Amazon Business, a business-to-business marketplace, has surpassed $25 billion in annualized sales five years since launching. It is growing faster than its consumer marketplace, too.
More than half of sales on Amazon Business are from third-party sellers. It reached $1 billion in GMV a year after launching and grew past $10 billion by the end of 2018. In a blog post on March 15th, Amazon announced that it reached $25 billion. $25 billion in less than five years is less than half the time it took the consumer sales to achieve the same figure.
Amazon Business operates in the U.S., United Kingdom, Germany, France, Italy, Spain, Japan, Canada, and India. It first launched in the U.S. in April 2015, after sunsetting AmazonSupply it was operating since 2012. Unlike AmazonSupply, where Amazon sold all products, Amazon Business was always a marketplace.
Amazon Business is a relatively invisible part of Amazon, crucially built on its existing infrastructure. All of its third-party sellers (and thus selection), fulfillment infrastructure, and website technology came from the consumer marketplace. Then, the business marketplace is a slightly modified version of Amazon’s existing offering with features like bulk buying, quantity discounts, payment terms, and others.
However, unlike the consumer marketplace, Amazon Business consumers on average spend orders of magnitude more yearly.
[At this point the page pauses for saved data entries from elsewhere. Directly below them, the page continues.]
#[cfg(test)]
mod tests {
    use super::*;

    #[test]
    fn test_builder_defaults() {
        let config = ContinentConfigBuilder::new().build().unwrap();
        assert_eq!(config.start_stride, 6);
        assert_eq!(config.rounds, 9);
        assert_eq!(config.region_round, 4);
        assert_eq!(config.region_count, 8);
        assert!(!config.keep_history);
        // seed is random, so just verify it was set
        let _seed = config.seed;
    }

    #[test]
    fn test_builder_custom() {
        let config = ContinentConfigBuilder::new()
            .seed(42)
            .start_stride(9)
            .unwrap()
            .stride_multiplier(2.0)
            .unwrap()
            .rounds(3)
            .unwrap()
            .keep_history(true)
            .build()
            .unwrap();

        assert_eq!(config.seed, 42);
        assert_eq!(config.start_stride, 9);
        assert_eq!(config.rounds, 3);
        assert!(config.keep_history);
    }

    #[test]
    fn test_stride_progression() {
        let config = ContinentConfigBuilder::new().seed(1).build().unwrap();
        let strides: Vec<usize> = (1..=9).map(|r| config.stride_at(r)).collect();
        assert_eq!(strides, vec![6, 9, 14, 22, 36, 59, 96, 157, 257]);
    }

    #[test]
    fn test_refine_schedule_shrinks() {
        let schedule = RefineSchedule::default();
        assert!((schedule.perturbation(2) - 0.04).abs() < 1e-6);
        assert!((schedule.perturbation(3) - 0.01).abs() < 1e-6);
        assert!(schedule.min_perturbation(4) < 0.0);
        assert_eq!(schedule.perturbation(4), schedule.perturbation_floor);

        assert_eq!(schedule.iterations(2), 3);
        assert_eq!(schedule.iterations(4), 2);
        assert_eq!(schedule.iterations(6), 1);
        assert_eq!(schedule.iterations(9), 1);
    }

    #[test]
    fn test_invalid_values() {
        assert!(ContinentConfigBuilder::new().start_stride(2).is_err());
        assert!(ContinentConfigBuilder::new().stride_multiplier(1.0).is_err());
        assert!(ContinentConfigBuilder::new().stride_multiplier(f32::NAN).is_err());
        assert!(ContinentConfigBuilder::new().rounds(0).is_err());
        assert!(ContinentConfigBuilder::new().rounds(MAX_ROUNDS + 1).is_err());
        assert!(ContinentConfigBuilder::new().raster_scale(1).is_err());
        assert!(ContinentConfigBuilder::new().region_round(0).is_err());
        assert!(ContinentConfigBuilder::new().region_count(0).is_err());
        assert!(ContinentConfigBuilder::new().region_count(256).is_err());
    }

    #[test]
    fn test_invalid_schedules() {
        let seed = SeedSchedule {
            land_fraction: 1.5,
            ..Default::default()
        };
        assert!(ContinentConfigBuilder::new().seed_schedule(seed).is_err());

        let refine = RefineSchedule {
            small_island: 0.5,
            large_island: 0.1,
            ..Default::default()
        };
        assert!(ContinentConfigBuilder::new().refine_schedule(refine).is_err());

        let refine = RefineSchedule {
            perturbation_decay: -0.1,
            ..Default::default()
        };
        assert!(ContinentConfigBuilder::new().refine_schedule(refine).is_err());
    }

    #[test]
    fn test_validate_catches_hand_built_configs() {
        let base = ContinentConfigBuilder::new().seed(3).build().unwrap();
        assert!(base.validate().is_ok());

        let bad = [
            ContinentConfig { stride_multiplier: 0.5, ..base },
            ContinentConfig { start_stride: 2, ..base },
            ContinentConfig { rounds: 0, ..base },
            ContinentConfig { raster_scale: 0, ..base },
            ContinentConfig { region_round: 0, ..base },
            ContinentConfig { region_count: 300, ..base },
            ContinentConfig {
                seed_schedule: SeedSchedule { perturbation: -0.2, ..base.seed_schedule },
                ..base
            },
            ContinentConfig {
                refine_schedule: RefineSchedule { min_land_fraction: f32::NAN, ..base.refine_schedule },
                ..base
            },
        ];
        for config in bad {
            assert!(
                matches!(config.validate(), Err(CoastError::InvalidConfig(_))),
                "accepted {:?}",
                config
            );
        }
    }

    #[cfg(feature = "serde")]
    #[test]
    fn test_config_serialization() {
        let config = ContinentConfigBuilder::new()
            .seed(12345)
            .rounds(4)
            .unwrap()
            .build()
            .unwrap();

        let json = serde_json::to_string(&config).unwrap();
        let restored: ContinentConfig = serde_json::from_str(&json).unwrap();
        assert_eq!(config, restored);
    }
}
On the supply side, that means small businesses can sell to Fortune 100 companies through it, a customer base they probably wouldn’t have reached otherwise.
In March, the company rolled out a new section of its website dedicated to COVID-19 related supplies to hospitals and government organizations. The restriction to those types of organizations is no longer in place; however, the move introduced Amazon Business to many that haven’t heard of it before.
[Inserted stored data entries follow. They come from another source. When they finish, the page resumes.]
//! Error types for coastline synthesis

use thiserror::Error;

/// Errors that can occur while configuring or running the pipeline
///
/// A random pick that finds nothing to do is never an error; the grower
/// reports it as a skip count instead.
#[derive(Debug, Clone, PartialEq, Error)]
pub enum CoastError {
    /// Configuration validation failed
    #[error("invalid configuration: {0}")]
    InvalidConfig(String),

    /// Input is too small or empty to run a round (zero points, empty raster, no seed cell)
    #[error("degenerate input: {0}")]
    DegenerateInput(String),

    /// A structural invariant was broken (asymmetric adjacency, frontier drift, land on the border)
    #[error("invariant violation: {0}")]
    InvariantViolation(String),

    /// The region partitioner could not produce a mask
    #[error("region partition failed: {0}")]
    RegionPartition(String),
}

/// Result type alias for coastline operations
pub type Result<T> = std::result::Result<T, CoastError>;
Amazon Business is flying under the radar, in part because Amazon rarely mentions it. It is an offering that requires little investment from the company and instead utilizes its existing selection and fulfillment infrastructure. But the effort spent acquiring Business Prime members pays off a lot more than the regular Prime members.
Given that the market of business-to-business buying is larger than the consumer one and that little of it is digitized, Amazon Business will likely surpass $100 billion in the next five years.